[Recorded data]
────────
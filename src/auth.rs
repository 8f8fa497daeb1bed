//! # Authentication and Authorization
//!
//! Operator bearer authentication for the protected routes: job triggers and
//! credential intake. These are called by the dashboard backend and the
//! external scheduler, never by end users.

use std::sync::Arc;

use axum::{
    extract::{FromRef, Request, State},
    http::{HeaderMap, header::AUTHORIZATION},
    middleware::Next,
    response::Response,
};
use subtle::ConstantTimeEq;

use crate::config::AppConfig;
use crate::error::{ApiError, unauthorized, unauthorized_with_trace_id};
use crate::server::AppState;
use crate::telemetry::TraceContext;

/// Marker type for authenticated operator requests
#[derive(Debug, Clone, Copy, PartialEq, Eq)]
pub struct OperatorAuth;

impl FromRef<AppState> for Arc<AppConfig> {
    fn from_ref(app_state: &AppState) -> Self {
        Arc::clone(&app_state.config)
    }
}

/// Authentication middleware that validates operator bearer tokens.
pub async fn auth_middleware(
    State(config): State<Arc<AppConfig>>,
    request: Request,
    next: Next,
) -> Result<Response, ApiError> {
    let headers = request.headers().clone();

    // Carry the request trace id into error responses
    let trace_id = request
        .extensions()
        .get::<TraceContext>()
        .map(|ctx| ctx.trace_id.clone());

    let token = extract_bearer_token(&headers, trace_id)?;
    validate_token(&config, token)?;

    let mut request = request;
    request.extensions_mut().insert(OperatorAuth);

    Ok(next.run(request).await)
}

fn extract_bearer_token(
    headers: &HeaderMap,
    trace_id: Option<String>,
) -> Result<&str, ApiError> {
    let reject = |message: &str, trace_id: &Option<String>| match trace_id {
        Some(trace_id) => unauthorized_with_trace_id(Some(message), trace_id.clone()),
        None => unauthorized(Some(message)),
    };

    let header = headers
        .get(AUTHORIZATION)
        .ok_or_else(|| reject("Missing Authorization header", &trace_id))?;

    let value = header
        .to_str()
        .map_err(|_| reject("Invalid Authorization header", &trace_id))?;

    value
        .strip_prefix("Bearer ")
        .ok_or_else(|| reject("Authorization header must use Bearer scheme", &trace_id))
}

/// Validate a presented token against the configured operator tokens using
/// constant-time comparison.
pub fn validate_token(config: &AppConfig, token: &str) -> Result<(), ApiError> {
    let authorized = config
        .operator_tokens
        .iter()
        .any(|candidate| candidate.as_bytes().ct_eq(token.as_bytes()).into());

    if authorized {
        Ok(())
    } else {
        tracing::warn!("Operator token rejected");
        Err(unauthorized(Some("Invalid operator token")))
    }
}

#[cfg(test)]
mod tests {
    use super::*;

    fn config_with_tokens(tokens: &[&str]) -> AppConfig {
        let mut config = AppConfig::default();
        config.operator_tokens = tokens.iter().map(|t| t.to_string()).collect();
        config
    }

    #[test]
    fn accepts_configured_token() {
        let config = config_with_tokens(&["alpha", "beta"]);
        assert!(validate_token(&config, "beta").is_ok());
    }

    #[test]
    fn rejects_unknown_token() {
        let config = config_with_tokens(&["alpha"]);
        assert!(validate_token(&config, "gamma").is_err());
    }

    #[test]
    fn rejects_when_no_tokens_configured() {
        let config = config_with_tokens(&[]);
        assert!(validate_token(&config, "anything").is_err());
    }

    #[test]
    fn extracts_bearer_token() {
        let mut headers = HeaderMap::new();
        headers.insert(AUTHORIZATION, "Bearer tok-123".parse().unwrap());

        assert_eq!(extract_bearer_token(&headers, None).unwrap(), "tok-123");
    }

    #[test]
    fn rejects_basic_scheme() {
        let mut headers = HeaderMap::new();
        headers.insert(AUTHORIZATION, "Basic dXNlcjpwYXNz".parse().unwrap());

        assert!(extract_bearer_token(&headers, None).is_err());
    }

    #[test]
    fn rejects_missing_header() {
        let headers = HeaderMap::new();
        assert!(extract_bearer_token(&headers, None).is_err());
    }
}
//! Platform client trait definition
//!
//! Defines the interface every platform integration implements, and the
//! classified error type the pipeline branches on.

use async_trait::async_trait;
use chrono::{DateTime, Utc};

use crate::normalization::Platform;

/// Classified platform API error.
#[derive(Debug, Clone)]
pub enum PlatformError {
    /// Token invalid, expired, or lacking scope
    Auth { details: String },
    /// Platform-imposed rate limit (HTTP 429)
    RateLimited { retry_after_secs: Option<u64> },
    /// Any other upstream HTTP error
    Http { status: u16, body: Option<String> },
    /// Transport failure; `timed_out` distinguishes bounded-timeout hits
    Network { details: String, timed_out: bool },
    /// Response parsed but did not carry the expected shape
    Malformed { details: String },
}

impl PlatformError {
    /// Transient errors leave state untouched so the next natural trigger
    /// retries; everything else is recorded as a failure.
    pub fn is_transient(&self) -> bool {
        matches!(self, PlatformError::Network { .. })
    }
}

impl std::fmt::Display for PlatformError {
    fn fmt(&self, f: &mut std::fmt::Formatter<'_>) -> std::fmt::Result {
        match self {
            PlatformError::Auth { details } => write!(f, "Authentication error: {}", details),
            PlatformError::RateLimited { retry_after_secs } => {
                write!(f, "Rate limited")?;
                if let Some(after) = retry_after_secs {
                    write!(f, " (retry after: {}s)", after)?;
                }
                Ok(())
            }
            PlatformError::Http { status, body } => {
                write!(
                    f,
                    "HTTP error {}: {}",
                    status,
                    body.as_deref().unwrap_or("No body")
                )
            }
            PlatformError::Network { details, timed_out } => {
                if *timed_out {
                    write!(f, "Network timeout: {}", details)
                } else {
                    write!(f, "Network error: {}", details)
                }
            }
            PlatformError::Malformed { details } => {
                write!(f, "Malformed response: {}", details)
            }
        }
    }
}

impl std::error::Error for PlatformError {}

impl From<reqwest::Error> for PlatformError {
    fn from(err: reqwest::Error) -> Self {
        PlatformError::Network {
            details: err.to_string(),
            timed_out: err.is_timeout(),
        }
    }
}

/// Classify a non-success upstream response by status code.
pub fn classify_response(status: u16, body: Option<String>, retry_after: Option<u64>) -> PlatformError {
    match status {
        401 | 403 => PlatformError::Auth {
            details: body.unwrap_or_else(|| format!("HTTP {}", status)),
        },
        429 => PlatformError::RateLimited {
            retry_after_secs: retry_after,
        },
        _ => PlatformError::Http { status, body },
    }
}

/// Message content for one outbound send.
#[derive(Debug, Clone)]
pub struct OutboundMessage<'a> {
    pub text: &'a str,
    pub attachment_id: Option<&'a str>,
}

/// Result of a successful send.
#[derive(Debug, Clone)]
pub struct SendReceipt {
    /// Platform-issued id of the sent message, when reported
    pub message_id: Option<String>,
}

/// Token material returned by a successful refresh.
#[derive(Debug, Clone)]
pub struct RefreshedToken {
    pub access_token: String,
    pub refresh_token: Option<String>,
    pub expires_at: Option<DateTime<Utc>>,
}

#[async_trait]
pub trait PlatformClient: Send + Sync {
    /// Which platform this client talks to.
    fn platform(&self) -> Platform;

    /// Send a direct message to a recipient on the creator's behalf.
    async fn send_message(
        &self,
        access_token: &str,
        recipient_id: &str,
        message: &OutboundMessage<'_>,
    ) -> Result<SendReceipt, PlatformError>;

    /// Whether the account currently follows the creator.
    async fn check_follows(
        &self,
        access_token: &str,
        recipient_id: &str,
    ) -> Result<bool, PlatformError>;

    /// Exchange the current token material for fresh tokens.
    async fn refresh_token(
        &self,
        access_token: &str,
        refresh_token: Option<&str>,
    ) -> Result<RefreshedToken, PlatformError>;
}

#[cfg(test)]
mod tests {
    use super::*;

    #[test]
    fn classifies_auth_statuses() {
        assert!(matches!(
            classify_response(401, None, None),
            PlatformError::Auth { .. }
        ));
        assert!(matches!(
            classify_response(403, Some("scope".to_string()), None),
            PlatformError::Auth { .. }
        ));
    }

    #[test]
    fn classifies_rate_limit_with_retry_after() {
        match classify_response(429, None, Some(30)) {
            PlatformError::RateLimited { retry_after_secs } => {
                assert_eq!(retry_after_secs, Some(30))
            }
            other => panic!("unexpected classification: {:?}", other),
        }
    }

    #[test]
    fn other_statuses_stay_http_errors() {
        assert!(matches!(
            classify_response(500, None, None),
            PlatformError::Http { status: 500, .. }
        ));
    }

    #[test]
    fn only_network_errors_are_transient() {
        assert!(
            PlatformError::Network {
                details: "timeout".to_string(),
                timed_out: true
            }
            .is_transient()
        );
        assert!(!PlatformError::Http {
            status: 500,
            body: None
        }
        .is_transient());
        assert!(
            !PlatformError::Auth {
                details: "expired".to_string()
            }
            .is_transient()
        );
    }
}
────────
PROBLEM TO WORK ON - Starting from the records above, filter out all lines except those containing the word "AppConfig".

WRITTEN REPLY -
use crate::config::AppConfig;
impl FromRef<AppState> for Arc<AppConfig> {
    State(config): State<Arc<AppConfig>>,
pub fn validate_token(config: &AppConfig, token: &str) -> Result<(), ApiError> {
    fn config_with_tokens(tokens: &[&str]) -> AppConfig {
        let mut config = AppConfig::default();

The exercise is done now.